Kedalam ruang itu, ada seorang teman masuk. Ketika Aleist melihat bahwa orang yang masuk adalah orang yang selalu berusaha mendekatinya, Aleist nampak tidak senang. Hingga saat itu, tidak ada teman sekelasnya yang lain yang datang menjenguk. Ia yakin kalau mereka semua sedang membicarakan hal buruk soal dirinya. Dari pengalamannya ter-
bully
selama ini, ia sudah lama menyadarinya.
Akan tetapi. . .
“K-kamu tadi nyaris menang, Aleist. . . Aku yakin lain waktu kamu pasti menang. . . aku yakin.”
Temannya itu bicara dengan ragu-ragu. Bahkan pada saat ini, ia berusaha untuk menjadi teman yang baik bagi Aleist.
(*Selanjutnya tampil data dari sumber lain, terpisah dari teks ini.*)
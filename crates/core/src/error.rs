//! Error types for docmerge runs.

use docmerge_sheet::SheetError;
use docmerge_stamper::StampError;
use std::path::{Path, PathBuf};
use thiserror::Error;

/// Result type for generation runs.
pub type GenerateResult<T> = Result<T, GenerateError>;

/// Errors that abort a generation run.
#[derive(Debug, Error)]
pub enum GenerateError {
    /// The data source could not be loaded or the sheet was not found.
    #[error(transparent)]
    Sheet(#[from] SheetError),

    /// The template could not be read or is not a docx archive.
    #[error("Template {}: {source}", path.display())]
    Template {
        path: PathBuf,
        #[source]
        source: StampError,
    },

    /// Stamping failed for one row.
    #[error("Failed to generate document for '{key}': {source}")]
    Stamp {
        key: String,
        #[source]
        source: StampError,
    },

    /// Directory creation, file removal or output write failed.
    #[error("I/O error on {}: {source}", path.display())]
    Io {
        path: PathBuf,
        #[source]
        source: std::io::Error,
    },
}

impl GenerateError {
    /// Create an I/O error for a path.
    pub fn io(path: impl AsRef<Path>, source: std::io::Error) -> Self {
        Self::Io {
            path: path.as_ref().to_path_buf(),
            source,
        }
    }
}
Haruskah aku menolak kata-katanya itu atau balik menjelek-jelekkan mereka. . . sewaktu ia berpikir demikian, Aleist menangis lagi.
(Ah, aku paham, jadi ini dia. Mengapa aku tidak menyadarinya dari dulu. . . Aku ingin punya teman. Itulah alasan mengapa aku senang dengan game di mana semua orang menyukai tokoh utamanya, itu pasti karena aku ingin punya seorang teman. . . mengapa aku tidak menyadari suatu hal yang sesederhana itu. . .)
“A-Aleist! Apa kamu kesakitan? Kalau begitu aku akan panggilkan dokter.”
Melihat temannya berlari memanggil dokter, Aleist mendengar sorakan dari pintu ruang tunggu yang terbuka. . . akankah seseorang seperti diriku ini mampu menjadi seorang teman yang baik baginya. . . ketika Aleist memikirkannya, ia tertawa sambil meneteskan air mata.